I La mancata Riforma costituzionale del 2016
Nel periodo precedente lo svolgimento del Referendum costituzionale del dicembre 2016 si è sviluppato, tra gli esperti di politica sanitaria, un dibattito sui possibili effetti delle modifiche proposte sul Servizio Sanitario Nazionale (SSN) (1-4). Il largo movimento a favore delle modifiche sugli aspetti sanitari partiva da considerazioni negative sugli esiti della riforma del titolo V della Costituzione del 2001 che non avrebbe tratto benefici dall’aumentata autonomia regionale in ambito sanitario portando a deficit molte regioni con mancata erogazione dei Livelli Essenziali di Assistenza (LEA). In realtà, la spinta verso la necessità di un rinnovato centralismo era già percepibile dopo l’attuazione del Patto per la Salute 2014-2016 e l’approvazione di alcune norme di settore successive come le norme sulla dirigenza sanitaria (poi parzialmente dichiarata incostituzionale) e il DM 70/2015 sugli standard ospedalieri (5-7). Nel proposto nuovo testo costituzionale veniva eliminato l’Istituto della legislazione concorrente ed estese le competenze statali in materia sanitaria, fermo restando il principio generale sancito dall’art. 32 della Costituzione (8). Considerando che gli enunciati dell’originale articolo 117 erano (e sono ancora oggi, dopo la bocciatura referendaria) piuttosto generici, che una clausola di supremazia dello Stato in realtà esiste (lo Stato mantiene infatti potestà legislativa sui principi generali), e che alcune recenti leggi, atti di programmazione e intese Stato-Regioni avevano già recepito la tendenza centripeta, se ne deduceva che, almeno in linea teorica, l’impatto della modifica non sarebbe stata stravolgente rispetto all’organizzazione su tre livelli del Servizio Sanitario Nazionale (Stato-Regioni-Aziende sanitarie). Nel periodo pre-referendum era stato sottolineato (9) come la vittoria del SI’ avrebbe reso più scontate le operazioni centralistiche del SSN ma anche lasciato la piena autonomia sugli aspetti organizzativi in capo alle Regioni. Dal punto di vista politico gli esiti del referendum erano meno prevedibili in quanto, al di là della caduta del Governo Renzi (avvenuta all’indomani del voto di rigetto del Progetto di Legge Costituzionale n. 1429-D), si riteneva che la vittoria del NO avrebbe potuto creare contraccolpi, instabilità politica e una generale sensazione che gli sforzi per salvare il SSN universalistico fossero stati vani.

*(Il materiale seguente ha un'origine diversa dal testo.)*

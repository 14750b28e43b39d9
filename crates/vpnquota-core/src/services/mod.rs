//! Services module

pub mod usage;
//! Unified error handling for vpnquota-core

use thiserror::Error;

/// Core error type for vpnquota-core
#[derive(Error, Debug)]
pub enum Error {
    #[error("Database error: {0}")]
    Database(#[from] sqlx::Error),

    #[error("IO error: {0}")]
    Io(#[from] std::io::Error),

    #[error("JSON error: {0}")]
    Json(#[from] serde_json::Error),

    #[error("Configuration error: {0}")]
    Config(String),

    #[error("Internal error: {0}")]
    Internal(String),
}

/// Result type alias for vpnquota-core
pub type Result<T> = std::result::Result<T, Error>;

impl Error {
    /// Create a configuration error
    pub fn config(msg: impl Into<String>) -> Self {
        Error::Config(msg.into())
    }

    /// Create an internal error
    pub fn internal(msg: impl Into<String>) -> Self {
        Error::Internal(msg.into())
    }
}
//! Application configuration
//!
//! Layered in this order: built-in defaults, the optional `config.json` in the
//! project data directory, then `VPNQUOTA_*` environment variables. Callers
//! (the CLI) apply their own flag overrides on top and call [`AppConfig::validate`].

use std::path::{Path, PathBuf};
use std::time::Duration;

use serde::{Deserialize, Serialize};

use crate::error::{Error, Result};

// ============================================================================
// Constants
// ============================================================================

/// Environment variable overriding the accounting server base URL
pub const ENV_BASE_URL: &str = "VPNQUOTA_BASE_URL";

/// Environment variable overriding the client API key
pub const ENV_API_KEY: &str = "VPNQUOTA_API_KEY";

/// Environment variable overriding the database path
pub const ENV_DB_PATH: &str = "VPNQUOTA_DB_PATH";

/// Default ledger tick interval while a tunnel is active
pub const DEFAULT_LEDGER_INTERVAL_SECS: u64 = 5;

/// Default refresh interval for UI-facing resync
pub const DEFAULT_REFRESH_INTERVAL_SECS: u64 = 10;

/// Hard cap on the sync call made while disconnecting
pub const DEFAULT_DISCONNECT_SYNC_TIMEOUT_SECS: u64 = 3;

/// Default connect timeout of the accounting RPC
pub const DEFAULT_CONNECT_TIMEOUT_SECS: u64 = 20;

/// Default overall request timeout of the accounting RPC
pub const DEFAULT_REQUEST_TIMEOUT_SECS: u64 = 30;

/// Default warning threshold (percentage)
pub const DEFAULT_WARNING_THRESHOLD: u8 = 80;

/// Default forced-disconnect threshold (percentage)
pub const DEFAULT_DISCONNECT_THRESHOLD: u8 = 95;

const CONFIG_FILE_NAME: &str = "config.json";
const DB_FILE_NAME: &str = "vpnquota.db";

// ============================================================================
// AppConfig
// ============================================================================

/// Runtime configuration shared by the CLI and the core services
#[derive(Debug, Clone, Serialize, Deserialize, PartialEq)]
#[serde(default)]
pub struct AppConfig {
    /// Accounting server base URL, e.g. `https://api.example.com`
    pub base_url: String,
    /// Client key appended to every accounting request
    pub api_key: String,
    /// SQLite database path; `None` means the project data directory
    pub db_path: Option<PathBuf>,
    /// Ledger tick interval in seconds (tunnel active)
    pub ledger_interval_secs: u64,
    /// Refresh tick interval in seconds (independent of the tunnel)
    pub refresh_interval_secs: u64,
    /// Cap on the disconnect-path sync in seconds
    pub disconnect_sync_timeout_secs: u64,
    /// RPC connect timeout in seconds
    pub connect_timeout_secs: u64,
    /// RPC request timeout in seconds
    pub request_timeout_secs: u64,
    /// Usage percentage that shows the one-per-day warning
    pub warning_threshold: u8,
    /// Usage percentage that forces the first disconnect of the day
    pub disconnect_threshold: u8,
}

impl Default for AppConfig {
    fn default() -> Self {
        Self {
            base_url: String::new(),
            api_key: String::new(),
            db_path: None,
            ledger_interval_secs: DEFAULT_LEDGER_INTERVAL_SECS,
            refresh_interval_secs: DEFAULT_REFRESH_INTERVAL_SECS,
            disconnect_sync_timeout_secs: DEFAULT_DISCONNECT_SYNC_TIMEOUT_SECS,
            connect_timeout_secs: DEFAULT_CONNECT_TIMEOUT_SECS,
            request_timeout_secs: DEFAULT_REQUEST_TIMEOUT_SECS,
            warning_threshold: DEFAULT_WARNING_THRESHOLD,
            disconnect_threshold: DEFAULT_DISCONNECT_THRESHOLD,
        }
    }
}

impl AppConfig {
    /// Load configuration from the default file location plus environment
    pub fn load() -> Result<Self> {
        let file = match project_dirs() {
            Ok(dirs) => Some(dirs.config_dir().join(CONFIG_FILE_NAME)),
            Err(e) => {
                log::debug!("[config] No project directories: {}", e);
                None
            }
        };
        Self::load_from(file.as_deref())
    }

    /// Load configuration from an explicit file (if it exists) plus environment
    pub fn load_from(path: Option<&Path>) -> Result<Self> {
        let mut config = match path {
            Some(p) if p.exists() => {
                log::debug!("[config] Reading {}", p.display());
                let content = std::fs::read_to_string(p)?;
                serde_json::from_str::<AppConfig>(&content)?
            }
            _ => AppConfig::default(),
        };
        config.apply_env();
        Ok(config.validate())
    }

    /// Apply `VPNQUOTA_*` environment overrides
    pub fn apply_env(&mut self) {
        if let Ok(url) = std::env::var(ENV_BASE_URL) {
            self.base_url = url;
        }
        if let Ok(key) = std::env::var(ENV_API_KEY) {
            self.api_key = key;
        }
        if let Ok(path) = std::env::var(ENV_DB_PATH) {
            self.db_path = Some(PathBuf::from(path));
        }
    }

    /// Validate and normalize the configuration
    pub fn validate(&self) -> Self {
        let warning = self.warning_threshold.min(100);
        let disconnect = self.disconnect_threshold.clamp(warning, 100);
        Self {
            base_url: self.base_url.trim().trim_end_matches('/').to_string(),
            api_key: self.api_key.trim().to_string(),
            db_path: self.db_path.clone(),
            ledger_interval_secs: self.ledger_interval_secs.max(1),
            refresh_interval_secs: self.refresh_interval_secs.max(1),
            disconnect_sync_timeout_secs: self.disconnect_sync_timeout_secs.clamp(1, 10),
            connect_timeout_secs: self.connect_timeout_secs.max(1),
            request_timeout_secs: self.request_timeout_secs.max(1),
            warning_threshold: warning,
            disconnect_threshold: disconnect,
        }
    }

    /// Fail when the accounting server cannot be reached with this config
    pub fn require_remote(&self) -> Result<()> {
        if self.base_url.is_empty() {
            return Err(Error::config(format!(
                "base_url is not set (use {} or config.json)",
                ENV_BASE_URL
            )));
        }
        if !self.base_url.starts_with("http://") && !self.base_url.starts_with("https://") {
            return Err(Error::config(format!(
                "base_url must start with http:// or https://, got {}",
                self.base_url
            )));
        }
        Ok(())
    }

    /// Resolve the database path
    pub fn resolved_db_path(&self) -> Result<PathBuf> {
        match &self.db_path {
            Some(p) => Ok(p.clone()),
            None => Ok(project_dirs()?.data_dir().join(DB_FILE_NAME)),
        }
    }

    pub fn ledger_interval(&self) -> Duration {
        Duration::from_secs(self.ledger_interval_secs)
    }

    pub fn refresh_interval(&self) -> Duration {
        Duration::from_secs(self.refresh_interval_secs)
    }

    pub fn disconnect_sync_timeout(&self) -> Duration {
        Duration::from_secs(self.disconnect_sync_timeout_secs)
    }
}

/// Path of the optional JSON config file
pub fn config_file_path() -> Result<PathBuf> {
    Ok(project_dirs()?.config_dir().join(CONFIG_FILE_NAME))
}

fn project_dirs() -> Result<directories::ProjectDirs> {
    directories::ProjectDirs::from("com", "vpnquota", "vpnquota")
        .ok_or_else(|| Error::config("Could not determine project directories"))
}
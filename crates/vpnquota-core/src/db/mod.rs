//! Database module - SQLx with SQLite

use crate::error::Result;
use sqlx::{sqlite::SqlitePoolOptions, SqlitePool};
use std::path::PathBuf;

/// Database state
#[derive(Clone)]
pub struct Database {
    pub pool: SqlitePool,
}

impl Database {
    /// Create a new database connection at a specific path
    pub async fn open(db_path: PathBuf) -> Result<Self> {
        // Ensure parent directory exists
        if let Some(parent) = db_path.parent() {
            std::fs::create_dir_all(parent)?;
        }

        let db_url = format!("sqlite:{}?mode=rwc", db_path.display());
        log::info!("Connecting to database: {}", db_path.display());

        let pool = SqlitePoolOptions::new()
            .max_connections(5)
            .connect(&db_url)
            .await?;

        let db = Self { pool };
        db.run_migrations().await?;

        Ok(db)
    }

    /// Open a private in-memory database (single connection so every query
    /// sees the same schema)
    pub async fn open_in_memory() -> Result<Self> {
        let pool = SqlitePoolOptions::new()
            .max_connections(1)
            .connect("sqlite::memory:")
            .await?;

        let db = Self { pool };
        db.run_migrations().await?;

        Ok(db)
    }

    /// Run database migrations
    async fn run_migrations(&self) -> Result<()> {
        log::debug!("Running database migrations...");

        // Key-value settings (persisted usage state, device id)
        sqlx::query(
            r#"
            CREATE TABLE IF NOT EXISTS kv_settings (
                key TEXT PRIMARY KEY,
                value TEXT NOT NULL,
                updated_at DATETIME NOT NULL DEFAULT CURRENT_TIMESTAMP
            )
            "#,
        )
        .execute(&self.pool)
        .await?;

        // Sync round-trip history
        sqlx::query(
            r#"
            CREATE TABLE IF NOT EXISTS sync_history (
                id TEXT PRIMARY KEY,
                device_id TEXT NOT NULL,
                action_type TEXT NOT NULL,
                add_mb INTEGER NOT NULL DEFAULT 0,
                exchange_mb INTEGER NOT NULL DEFAULT 0,
                cost INTEGER NOT NULL DEFAULT 0,
                success BOOLEAN NOT NULL,
                used_mb INTEGER,
                total_limit_mb INTEGER,
                error_message TEXT,
                created_at DATETIME NOT NULL DEFAULT CURRENT_TIMESTAMP
            )
            "#,
        )
        .execute(&self.pool)
        .await?;

        sqlx::query(
            "CREATE INDEX IF NOT EXISTS idx_sync_history_created ON sync_history(created_at)",
        )
        .execute(&self.pool)
        .await?;

        Ok(())
    }
}

#[cfg(test)]
mod tests {
    use super::*;

    #[tokio::test]
    async fn test_open_creates_parent_dirs_and_tables() {
        let dir = tempfile::tempdir().unwrap();
        let path = dir.path().join("nested").join("test.db");
        let db = Database::open(path.clone()).await.unwrap();
        assert!(path.exists());

        let tables: Vec<(String,)> = sqlx::query_as(
            "SELECT name FROM sqlite_master WHERE type = 'table' ORDER BY name",
        )
        .fetch_all(&db.pool)
        .await
        .unwrap();
        let names: Vec<&str> = tables.iter().map(|t| t.0.as_str()).collect();
        assert!(names.contains(&"kv_settings"));
        assert!(names.contains(&"sync_history"));
    }

    #[tokio::test]
    async fn test_migrations_are_idempotent() {
        let dir = tempfile::tempdir().unwrap();
        let path = dir.path().join("test.db");
        let _first = Database::open(path.clone()).await.unwrap();
        let second = Database::open(path).await;
        assert!(second.is_ok());
    }
}
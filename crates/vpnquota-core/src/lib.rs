//! # vpnquota-core
//!
//! Usage accounting and quota enforcement for a metered VPN client.
//!
//! This crate provides:
//! - Configuration (`config` module)
//! - Database operations (`db` module)
//! - The usage ledger, enforcer, scheduler and session (`services::usage`)
//! - Unified error handling (`error` module)

pub mod config;
pub mod db;
pub mod error;
pub mod services;
pub mod utils;

// Re-export utils for convenience
pub use utils::create_command;

// Re-exports for convenience
pub use config::AppConfig;
pub use db::Database;
pub use error::{Error, Result};

// Re-export commonly used types from services
pub use services::usage::{
    ActionType, HttpUsageClient, QuotaEnforcer, RemoteUsageClient, RewardsService,
    SchedulerConfig, ServerUsage, StopReason, SyncRequest, SyncScheduler, TunnelSession,
    UsageContext, UsageEvent, UsageLedger, UsageState,
};

/// Library version
pub const VERSION: &str = env!("CARGO_PKG_VERSION");

/// Returns the library version
pub fn version() -> &'static str {
    VERSION
}
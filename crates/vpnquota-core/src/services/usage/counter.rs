//! Byte counter sampling
//!
//! A [`ByteCounterSource`] exposes cumulative device-wide rx/tx counters.
//! [`CounterSampler`] turns successive readings into deltas and survives
//! counter resets.

use std::path::{Path, PathBuf};

/// Cumulative counter reading
#[derive(Debug, Clone, Copy, Default, PartialEq, Eq)]
pub struct ByteCounters {
    pub rx: u64,
    pub tx: u64,
}

/// Source of cumulative byte counters
///
/// Returns `None` when counters are unavailable on this platform or right now.
pub trait ByteCounterSource: Send + Sync {
    fn read(&self) -> Option<ByteCounters>;
}

// ============================================================================
// Sampler
// ============================================================================

/// Converts cumulative readings into per-tick deltas
#[derive(Debug, Default)]
pub struct CounterSampler {
    baseline: Option<ByteCounters>,
}

impl CounterSampler {
    pub fn new() -> Self {
        Self::default()
    }

    /// Take a reading and return the `(rx, tx)` delta since the previous one.
    ///
    /// The first reading only sets the baseline. A counter that went backwards
    /// yields 0 for that direction and becomes the new baseline. An unavailable
    /// source yields `(0, 0)` and keeps the old baseline.
    pub fn sample(&mut self, source: &dyn ByteCounterSource) -> (u64, u64) {
        let Some(current) = source.read() else {
            return (0, 0);
        };

        let delta = match self.baseline {
            Some(prev) => {
                if current.rx < prev.rx || current.tx < prev.tx {
                    log::debug!(
                        "[usage:counter] Counter regression ({:?} -> {:?}), rebasing",
                        prev,
                        current
                    );
                }
                (
                    current.rx.saturating_sub(prev.rx),
                    current.tx.saturating_sub(prev.tx),
                )
            }
            None => (0, 0),
        };

        self.baseline = Some(current);
        delta
    }
}

// ============================================================================
// /proc/net/dev
// ============================================================================

/// Linux counter source reading `/proc/net/dev`, loopback excluded
#[derive(Debug, Clone)]
pub struct ProcNetDevCounter {
    path: PathBuf,
}

impl Default for ProcNetDevCounter {
    fn default() -> Self {
        Self::new()
    }
}

impl ProcNetDevCounter {
    pub fn new() -> Self {
        Self::with_path("/proc/net/dev")
    }

    pub fn with_path(path: impl AsRef<Path>) -> Self {
        Self {
            path: path.as_ref().to_path_buf(),
        }
    }
}

impl ByteCounterSource for ProcNetDevCounter {
    fn read(&self) -> Option<ByteCounters> {
        match std::fs::read_to_string(&self.path) {
            Ok(content) => parse_proc_net_dev(&content),
            Err(e) => {
                log::debug!("[usage:counter] Cannot read {}: {}", self.path.display(), e);
                None
            }
        }
    }
}

/// Sum rx/tx bytes over all non-loopback interfaces
pub fn parse_proc_net_dev(content: &str) -> Option<ByteCounters> {
    let mut total = ByteCounters::default();
    let mut seen = false;

    for line in content.lines() {
        let Some((iface, stats)) = line.split_once(':') else {
            continue;
        };
        let iface = iface.trim();
        if iface.is_empty() || iface == "lo" {
            continue;
        }

        let fields: Vec<u64> = stats
            .split_whitespace()
            .filter_map(|f| f.parse().ok())
            .collect();
        // rx_bytes is field 0, tx_bytes is field 8
        if fields.len() < 9 {
            continue;
        }

        total.rx = total.rx.saturating_add(fields[0]);
        total.tx = total.tx.saturating_add(fields[8]);
        seen = true;
    }

    seen.then_some(total)
}
//! Stable device identifier

use super::store::KeyValueStore;
use crate::error::Result;

pub const KEY_DEVICE_ID: &str = "device_id";

/// Return the persisted device id, creating a random one on first use
pub async fn device_id(kv: &dyn KeyValueStore) -> Result<String> {
    if let Some(id) = kv.get(KEY_DEVICE_ID).await? {
        let id = id.trim();
        if !id.is_empty() {
            return Ok(id.to_string());
        }
    }

    let id = uuid::Uuid::new_v4().to_string();
    kv.set(KEY_DEVICE_ID, id.clone()).await?;
    log::info!("[usage:device] Generated new device id {}", id);
    Ok(id)
}

#[cfg(test)]
mod tests {
    use super::*;
    use crate::services::usage::store::MemoryKvStore;

    #[tokio::test]
    async fn test_device_id_is_stable() {
        let kv = MemoryKvStore::new();
        let first = device_id(&kv).await.unwrap();
        let second = device_id(&kv).await.unwrap();
        assert_eq!(first, second);
        assert!(uuid::Uuid::parse_str(&first).is_ok());
    }

    #[tokio::test]
    async fn test_existing_device_id_is_kept() {
        let kv = MemoryKvStore::new();
        kv.set(KEY_DEVICE_ID, "legacy-android-id".to_string())
            .await
            .unwrap();
        assert_eq!(device_id(&kv).await.unwrap(), "legacy-android-id");
    }

    #[tokio::test]
    async fn test_blank_device_id_is_replaced() {
        let kv = MemoryKvStore::new();
        kv.set(KEY_DEVICE_ID, "  ".to_string()).await.unwrap();
        let id = device_id(&kv).await.unwrap();
        assert!(!id.trim().is_empty());
        assert_eq!(kv.get(KEY_DEVICE_ID).await.unwrap(), Some(id));
    }
}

II. La fase successiva al referendum
L’esito del referendum è noto così come il fatto che la conferma dell’incarico alla Ministra Lorenzin abbia dato comunque continuità all’azione di Governo in materia sanitaria, ed è stato probabilmente un segno politico rilevante. Non è quindi un caso che i mesi successivi al Referendum (dicembre 2016-marzo 2017) siano stati caratterizzati dall’approvazione di importanti provvedimenti legislativi tra cui i nuovi LEA (10), la legge sulla responsabilità professionale (11), il piano nazionale di prevenzione vaccinale (12) e il decreto correttivo del D.Lgs 171/2016 (13). Quest’ultimo provvedimento di “Attuazione della delega di cui all’art. 11, comma 1, lett. p), della legge 7 agosto 2015, n. 124, in materia di dirigenza sanitaria», attuativo della riforma Madia, sarebbe dovuto entrare in vigore il 18 settembre 2016, ma era stato bloccato da una sentenza della Consulta (251/2016) in cui si sottolineava la mancata previsione del coinvolgimento delle Regioni in una scelta che le riguardava direttamente.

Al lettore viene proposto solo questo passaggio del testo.